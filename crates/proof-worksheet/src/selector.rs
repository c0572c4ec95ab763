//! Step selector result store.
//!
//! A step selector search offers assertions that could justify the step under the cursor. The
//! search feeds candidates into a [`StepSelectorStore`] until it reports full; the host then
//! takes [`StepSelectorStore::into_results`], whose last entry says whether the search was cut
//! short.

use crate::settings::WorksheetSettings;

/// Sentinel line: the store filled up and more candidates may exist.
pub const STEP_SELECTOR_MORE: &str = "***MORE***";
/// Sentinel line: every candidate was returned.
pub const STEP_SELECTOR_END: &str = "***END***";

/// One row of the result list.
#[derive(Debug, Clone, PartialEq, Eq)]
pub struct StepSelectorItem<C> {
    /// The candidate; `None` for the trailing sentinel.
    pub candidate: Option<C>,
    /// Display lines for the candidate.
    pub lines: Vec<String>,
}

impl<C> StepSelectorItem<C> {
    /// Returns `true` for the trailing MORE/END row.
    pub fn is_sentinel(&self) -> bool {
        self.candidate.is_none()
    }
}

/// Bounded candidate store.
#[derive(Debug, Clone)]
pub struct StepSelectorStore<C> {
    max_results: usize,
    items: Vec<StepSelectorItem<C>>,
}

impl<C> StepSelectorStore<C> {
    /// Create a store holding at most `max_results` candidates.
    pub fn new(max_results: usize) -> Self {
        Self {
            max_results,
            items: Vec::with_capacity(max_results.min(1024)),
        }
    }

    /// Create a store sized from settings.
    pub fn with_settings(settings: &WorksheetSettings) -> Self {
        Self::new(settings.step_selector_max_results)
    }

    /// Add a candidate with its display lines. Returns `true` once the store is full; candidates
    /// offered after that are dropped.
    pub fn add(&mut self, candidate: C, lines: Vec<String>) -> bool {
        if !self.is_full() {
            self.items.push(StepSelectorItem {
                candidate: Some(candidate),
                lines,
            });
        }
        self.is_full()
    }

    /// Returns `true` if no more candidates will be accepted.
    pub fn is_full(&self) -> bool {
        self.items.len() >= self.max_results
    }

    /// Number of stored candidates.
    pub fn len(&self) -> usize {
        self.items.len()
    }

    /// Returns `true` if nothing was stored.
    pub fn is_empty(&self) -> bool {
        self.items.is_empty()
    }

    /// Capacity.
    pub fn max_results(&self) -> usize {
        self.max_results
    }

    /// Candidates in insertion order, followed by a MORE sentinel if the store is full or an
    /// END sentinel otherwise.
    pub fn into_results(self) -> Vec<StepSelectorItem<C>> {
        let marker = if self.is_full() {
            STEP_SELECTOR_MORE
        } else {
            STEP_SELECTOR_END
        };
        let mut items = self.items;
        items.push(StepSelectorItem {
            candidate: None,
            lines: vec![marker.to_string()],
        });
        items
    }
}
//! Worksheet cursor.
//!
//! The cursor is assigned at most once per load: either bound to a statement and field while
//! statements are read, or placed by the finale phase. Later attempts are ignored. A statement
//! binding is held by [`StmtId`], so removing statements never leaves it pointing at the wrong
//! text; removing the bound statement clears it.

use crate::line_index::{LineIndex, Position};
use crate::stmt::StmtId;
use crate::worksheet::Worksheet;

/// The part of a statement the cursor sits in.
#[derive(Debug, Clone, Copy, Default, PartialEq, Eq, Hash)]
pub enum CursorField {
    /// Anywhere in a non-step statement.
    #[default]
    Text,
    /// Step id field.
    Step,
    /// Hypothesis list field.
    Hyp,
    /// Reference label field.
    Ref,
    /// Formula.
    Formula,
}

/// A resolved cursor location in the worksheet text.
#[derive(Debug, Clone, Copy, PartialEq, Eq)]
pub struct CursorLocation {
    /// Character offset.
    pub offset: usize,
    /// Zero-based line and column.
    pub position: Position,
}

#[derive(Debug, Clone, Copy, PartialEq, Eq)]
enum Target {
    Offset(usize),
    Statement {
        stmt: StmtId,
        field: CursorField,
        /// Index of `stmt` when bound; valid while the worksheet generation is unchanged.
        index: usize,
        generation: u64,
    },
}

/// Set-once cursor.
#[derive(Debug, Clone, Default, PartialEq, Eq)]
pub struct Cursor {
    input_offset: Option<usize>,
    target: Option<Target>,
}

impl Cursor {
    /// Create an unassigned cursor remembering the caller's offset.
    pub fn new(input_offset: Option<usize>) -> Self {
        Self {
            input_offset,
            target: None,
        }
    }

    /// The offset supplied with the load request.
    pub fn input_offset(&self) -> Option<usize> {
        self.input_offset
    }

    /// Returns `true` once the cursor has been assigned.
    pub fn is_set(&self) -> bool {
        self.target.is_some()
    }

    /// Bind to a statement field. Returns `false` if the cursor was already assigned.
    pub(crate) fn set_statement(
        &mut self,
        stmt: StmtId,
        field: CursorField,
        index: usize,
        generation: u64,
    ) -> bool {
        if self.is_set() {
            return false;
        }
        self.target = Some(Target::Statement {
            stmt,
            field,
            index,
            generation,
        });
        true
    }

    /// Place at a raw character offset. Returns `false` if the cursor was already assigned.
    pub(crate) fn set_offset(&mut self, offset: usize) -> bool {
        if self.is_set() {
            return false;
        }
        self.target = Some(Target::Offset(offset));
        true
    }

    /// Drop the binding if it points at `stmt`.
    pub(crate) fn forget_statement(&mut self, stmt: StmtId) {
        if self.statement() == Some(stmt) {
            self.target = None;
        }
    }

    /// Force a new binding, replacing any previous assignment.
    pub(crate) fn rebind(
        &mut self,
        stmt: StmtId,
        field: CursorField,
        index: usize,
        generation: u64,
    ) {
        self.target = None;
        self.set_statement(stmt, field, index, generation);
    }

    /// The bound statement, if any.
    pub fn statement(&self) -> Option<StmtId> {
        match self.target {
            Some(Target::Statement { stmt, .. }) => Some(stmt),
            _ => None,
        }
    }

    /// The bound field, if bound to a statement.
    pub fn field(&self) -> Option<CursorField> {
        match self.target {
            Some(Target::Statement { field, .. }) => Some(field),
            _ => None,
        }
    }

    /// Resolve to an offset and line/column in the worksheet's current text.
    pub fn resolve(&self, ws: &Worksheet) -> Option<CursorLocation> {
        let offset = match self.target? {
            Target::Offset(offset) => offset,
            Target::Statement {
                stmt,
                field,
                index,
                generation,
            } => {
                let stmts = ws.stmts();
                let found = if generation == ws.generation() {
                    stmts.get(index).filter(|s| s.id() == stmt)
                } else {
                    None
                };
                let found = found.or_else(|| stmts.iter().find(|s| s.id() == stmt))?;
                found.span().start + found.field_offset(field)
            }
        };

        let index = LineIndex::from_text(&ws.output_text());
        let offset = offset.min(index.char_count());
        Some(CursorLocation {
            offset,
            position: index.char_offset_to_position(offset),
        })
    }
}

——————

Go through the records above and copy every line holding the word "derive".

Task solution:
#[derive(Debug, Clone, PartialEq, Eq)]
#[derive(Debug, Clone)]
#[derive(Debug, Clone, Copy, Default, PartialEq, Eq, Hash)]
#[derive(Debug, Clone, Copy, PartialEq, Eq)]
#[derive(Debug, Clone, Copy, PartialEq, Eq)]
#[derive(Debug, Clone, Default, PartialEq, Eq)]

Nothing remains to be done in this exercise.